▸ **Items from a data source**
※

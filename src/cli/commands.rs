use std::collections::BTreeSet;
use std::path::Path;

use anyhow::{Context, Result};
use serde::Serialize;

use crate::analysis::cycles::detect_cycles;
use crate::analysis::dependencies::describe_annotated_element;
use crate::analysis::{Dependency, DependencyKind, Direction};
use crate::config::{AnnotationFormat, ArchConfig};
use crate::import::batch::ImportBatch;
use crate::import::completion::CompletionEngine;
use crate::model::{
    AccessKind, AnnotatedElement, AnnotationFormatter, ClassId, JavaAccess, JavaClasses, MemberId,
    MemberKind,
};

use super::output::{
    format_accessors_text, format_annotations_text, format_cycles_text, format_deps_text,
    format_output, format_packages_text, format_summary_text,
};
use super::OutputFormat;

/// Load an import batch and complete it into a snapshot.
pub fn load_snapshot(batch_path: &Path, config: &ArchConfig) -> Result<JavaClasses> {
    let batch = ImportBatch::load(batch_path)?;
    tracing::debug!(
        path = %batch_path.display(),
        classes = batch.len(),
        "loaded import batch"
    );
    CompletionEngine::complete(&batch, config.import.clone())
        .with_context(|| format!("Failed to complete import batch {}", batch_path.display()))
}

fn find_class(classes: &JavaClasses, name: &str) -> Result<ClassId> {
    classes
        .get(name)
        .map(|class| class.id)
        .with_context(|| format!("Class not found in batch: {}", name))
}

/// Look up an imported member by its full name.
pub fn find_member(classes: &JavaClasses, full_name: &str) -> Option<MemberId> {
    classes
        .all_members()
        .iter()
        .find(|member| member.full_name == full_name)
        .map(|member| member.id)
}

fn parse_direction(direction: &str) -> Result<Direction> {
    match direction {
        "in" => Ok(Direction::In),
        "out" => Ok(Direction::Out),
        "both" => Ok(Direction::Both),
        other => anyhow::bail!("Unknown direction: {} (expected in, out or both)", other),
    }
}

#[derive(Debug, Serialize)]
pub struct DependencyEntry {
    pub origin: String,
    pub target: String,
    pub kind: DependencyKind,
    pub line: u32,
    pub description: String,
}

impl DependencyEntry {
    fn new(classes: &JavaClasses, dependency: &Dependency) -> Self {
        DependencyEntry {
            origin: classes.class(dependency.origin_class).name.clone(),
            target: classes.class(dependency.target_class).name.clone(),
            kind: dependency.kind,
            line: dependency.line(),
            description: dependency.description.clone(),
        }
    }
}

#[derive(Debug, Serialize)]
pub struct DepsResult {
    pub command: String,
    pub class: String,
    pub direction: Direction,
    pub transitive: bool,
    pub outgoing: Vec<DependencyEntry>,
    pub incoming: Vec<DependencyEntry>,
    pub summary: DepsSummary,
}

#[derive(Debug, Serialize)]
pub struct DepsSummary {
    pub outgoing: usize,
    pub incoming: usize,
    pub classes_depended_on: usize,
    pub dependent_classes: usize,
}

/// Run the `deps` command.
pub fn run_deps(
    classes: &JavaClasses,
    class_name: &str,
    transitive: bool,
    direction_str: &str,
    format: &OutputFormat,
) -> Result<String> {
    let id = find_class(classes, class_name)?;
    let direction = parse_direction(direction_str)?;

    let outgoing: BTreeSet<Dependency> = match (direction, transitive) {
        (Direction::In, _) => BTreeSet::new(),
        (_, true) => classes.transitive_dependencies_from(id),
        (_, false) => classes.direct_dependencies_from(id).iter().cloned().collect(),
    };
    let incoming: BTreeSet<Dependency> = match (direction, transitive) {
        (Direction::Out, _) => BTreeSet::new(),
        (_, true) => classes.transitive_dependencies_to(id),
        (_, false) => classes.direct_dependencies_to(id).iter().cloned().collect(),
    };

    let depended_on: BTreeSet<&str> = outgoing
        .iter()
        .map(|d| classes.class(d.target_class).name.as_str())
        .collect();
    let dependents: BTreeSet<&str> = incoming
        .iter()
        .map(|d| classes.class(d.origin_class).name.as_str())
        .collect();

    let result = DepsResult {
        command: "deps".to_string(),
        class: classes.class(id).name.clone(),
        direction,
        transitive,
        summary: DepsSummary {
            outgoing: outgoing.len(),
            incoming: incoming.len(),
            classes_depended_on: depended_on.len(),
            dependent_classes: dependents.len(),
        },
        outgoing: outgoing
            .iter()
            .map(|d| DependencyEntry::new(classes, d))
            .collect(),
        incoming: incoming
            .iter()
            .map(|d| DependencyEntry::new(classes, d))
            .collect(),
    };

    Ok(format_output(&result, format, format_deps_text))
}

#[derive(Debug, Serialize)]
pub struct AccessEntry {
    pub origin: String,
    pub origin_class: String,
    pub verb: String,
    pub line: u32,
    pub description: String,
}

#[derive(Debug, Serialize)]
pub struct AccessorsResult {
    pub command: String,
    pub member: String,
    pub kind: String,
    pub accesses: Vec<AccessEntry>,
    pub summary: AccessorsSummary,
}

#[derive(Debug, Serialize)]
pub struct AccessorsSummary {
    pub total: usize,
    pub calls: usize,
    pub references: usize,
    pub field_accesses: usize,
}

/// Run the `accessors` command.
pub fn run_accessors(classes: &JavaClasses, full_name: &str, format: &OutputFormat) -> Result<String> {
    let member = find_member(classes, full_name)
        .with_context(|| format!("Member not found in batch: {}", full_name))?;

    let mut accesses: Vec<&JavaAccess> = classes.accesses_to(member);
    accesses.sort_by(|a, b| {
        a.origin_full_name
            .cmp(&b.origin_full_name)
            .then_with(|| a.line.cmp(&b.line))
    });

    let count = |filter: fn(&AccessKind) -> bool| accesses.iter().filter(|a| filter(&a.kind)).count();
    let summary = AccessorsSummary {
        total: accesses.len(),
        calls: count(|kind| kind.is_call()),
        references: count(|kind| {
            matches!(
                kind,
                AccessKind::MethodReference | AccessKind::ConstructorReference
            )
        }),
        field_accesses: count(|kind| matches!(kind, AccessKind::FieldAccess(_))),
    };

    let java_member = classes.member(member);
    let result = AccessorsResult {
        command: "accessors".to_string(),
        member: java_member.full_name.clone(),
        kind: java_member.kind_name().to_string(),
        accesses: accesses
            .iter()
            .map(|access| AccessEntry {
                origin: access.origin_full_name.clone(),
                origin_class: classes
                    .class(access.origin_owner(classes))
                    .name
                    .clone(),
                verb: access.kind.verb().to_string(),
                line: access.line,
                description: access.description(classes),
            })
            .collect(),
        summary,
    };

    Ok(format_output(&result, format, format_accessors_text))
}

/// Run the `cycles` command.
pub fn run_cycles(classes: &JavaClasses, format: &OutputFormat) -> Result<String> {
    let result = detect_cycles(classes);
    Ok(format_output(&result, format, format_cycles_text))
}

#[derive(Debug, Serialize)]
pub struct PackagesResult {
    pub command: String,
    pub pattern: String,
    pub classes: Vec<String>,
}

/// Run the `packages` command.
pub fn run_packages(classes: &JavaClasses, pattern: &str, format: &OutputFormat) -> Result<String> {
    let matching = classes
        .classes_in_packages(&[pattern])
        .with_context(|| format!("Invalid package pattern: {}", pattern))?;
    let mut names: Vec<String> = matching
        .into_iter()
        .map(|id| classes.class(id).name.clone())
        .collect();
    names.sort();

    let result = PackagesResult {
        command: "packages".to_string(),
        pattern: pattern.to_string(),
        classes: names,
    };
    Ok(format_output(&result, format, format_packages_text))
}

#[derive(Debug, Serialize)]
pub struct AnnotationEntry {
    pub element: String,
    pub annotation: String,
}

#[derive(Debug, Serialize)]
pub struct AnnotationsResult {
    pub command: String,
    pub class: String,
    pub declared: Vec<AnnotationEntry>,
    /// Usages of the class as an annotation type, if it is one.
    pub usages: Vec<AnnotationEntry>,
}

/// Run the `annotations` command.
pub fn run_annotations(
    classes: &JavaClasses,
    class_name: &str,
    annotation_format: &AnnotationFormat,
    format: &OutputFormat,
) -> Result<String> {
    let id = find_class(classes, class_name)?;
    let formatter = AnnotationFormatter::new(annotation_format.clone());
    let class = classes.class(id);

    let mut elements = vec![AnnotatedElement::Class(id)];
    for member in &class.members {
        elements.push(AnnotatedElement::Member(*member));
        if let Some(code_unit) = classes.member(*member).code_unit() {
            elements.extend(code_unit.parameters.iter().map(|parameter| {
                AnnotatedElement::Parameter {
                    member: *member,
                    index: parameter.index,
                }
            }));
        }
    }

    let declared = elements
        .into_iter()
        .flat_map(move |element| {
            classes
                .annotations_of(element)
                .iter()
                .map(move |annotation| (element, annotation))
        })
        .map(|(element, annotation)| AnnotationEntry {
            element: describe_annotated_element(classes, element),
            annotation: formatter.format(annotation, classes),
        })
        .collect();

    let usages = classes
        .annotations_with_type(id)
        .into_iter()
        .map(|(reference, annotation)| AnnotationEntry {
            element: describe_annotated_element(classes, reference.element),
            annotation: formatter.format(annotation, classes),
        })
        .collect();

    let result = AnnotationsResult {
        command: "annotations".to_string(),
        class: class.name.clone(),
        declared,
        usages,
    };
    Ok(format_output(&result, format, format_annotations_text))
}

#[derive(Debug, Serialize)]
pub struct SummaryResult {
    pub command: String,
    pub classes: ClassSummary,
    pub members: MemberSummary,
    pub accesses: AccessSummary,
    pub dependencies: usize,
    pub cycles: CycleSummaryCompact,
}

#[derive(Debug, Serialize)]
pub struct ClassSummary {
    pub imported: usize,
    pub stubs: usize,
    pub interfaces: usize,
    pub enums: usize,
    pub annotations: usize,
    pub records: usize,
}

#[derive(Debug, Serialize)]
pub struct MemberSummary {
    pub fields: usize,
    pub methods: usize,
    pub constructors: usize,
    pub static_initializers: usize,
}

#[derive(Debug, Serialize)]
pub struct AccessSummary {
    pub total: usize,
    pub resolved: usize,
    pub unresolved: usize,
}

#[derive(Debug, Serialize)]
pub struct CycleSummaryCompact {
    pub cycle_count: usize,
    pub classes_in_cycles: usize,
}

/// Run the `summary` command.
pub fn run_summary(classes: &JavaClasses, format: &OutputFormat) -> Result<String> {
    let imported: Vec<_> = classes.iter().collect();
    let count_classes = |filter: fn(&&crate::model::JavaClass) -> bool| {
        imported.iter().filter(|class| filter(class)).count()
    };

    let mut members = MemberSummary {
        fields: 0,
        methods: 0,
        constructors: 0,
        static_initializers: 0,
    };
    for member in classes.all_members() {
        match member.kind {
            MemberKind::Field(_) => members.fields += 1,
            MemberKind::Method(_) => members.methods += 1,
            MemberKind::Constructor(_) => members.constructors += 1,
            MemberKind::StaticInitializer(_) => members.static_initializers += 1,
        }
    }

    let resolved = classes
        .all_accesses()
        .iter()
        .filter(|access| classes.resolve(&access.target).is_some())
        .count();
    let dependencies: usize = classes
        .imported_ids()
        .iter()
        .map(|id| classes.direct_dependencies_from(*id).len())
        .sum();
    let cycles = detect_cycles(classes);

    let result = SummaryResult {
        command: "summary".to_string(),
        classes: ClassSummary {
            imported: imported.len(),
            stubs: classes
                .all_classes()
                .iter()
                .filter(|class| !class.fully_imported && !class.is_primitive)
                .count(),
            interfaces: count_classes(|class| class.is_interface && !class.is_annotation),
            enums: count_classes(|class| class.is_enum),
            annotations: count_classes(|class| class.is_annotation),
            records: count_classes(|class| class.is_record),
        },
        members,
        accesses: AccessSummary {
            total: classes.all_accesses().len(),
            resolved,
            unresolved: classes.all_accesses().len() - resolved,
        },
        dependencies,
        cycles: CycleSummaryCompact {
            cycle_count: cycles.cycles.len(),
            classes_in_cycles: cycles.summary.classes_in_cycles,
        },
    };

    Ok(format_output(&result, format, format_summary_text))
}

※

▸ **Exercise details**
From the entries, copy every line in which the word "BTreeSet" occurs.

▸ **Output for this exercise**
use std::collections::BTreeSet;
    let outgoing: BTreeSet<Dependency> = match (direction, transitive) {
        (Direction::In, _) => BTreeSet::new(),
    let incoming: BTreeSet<Dependency> = match (direction, transitive) {
        (Direction::Out, _) => BTreeSet::new(),
    let depended_on: BTreeSet<&str> = outgoing
    let dependents: BTreeSet<&str> = incoming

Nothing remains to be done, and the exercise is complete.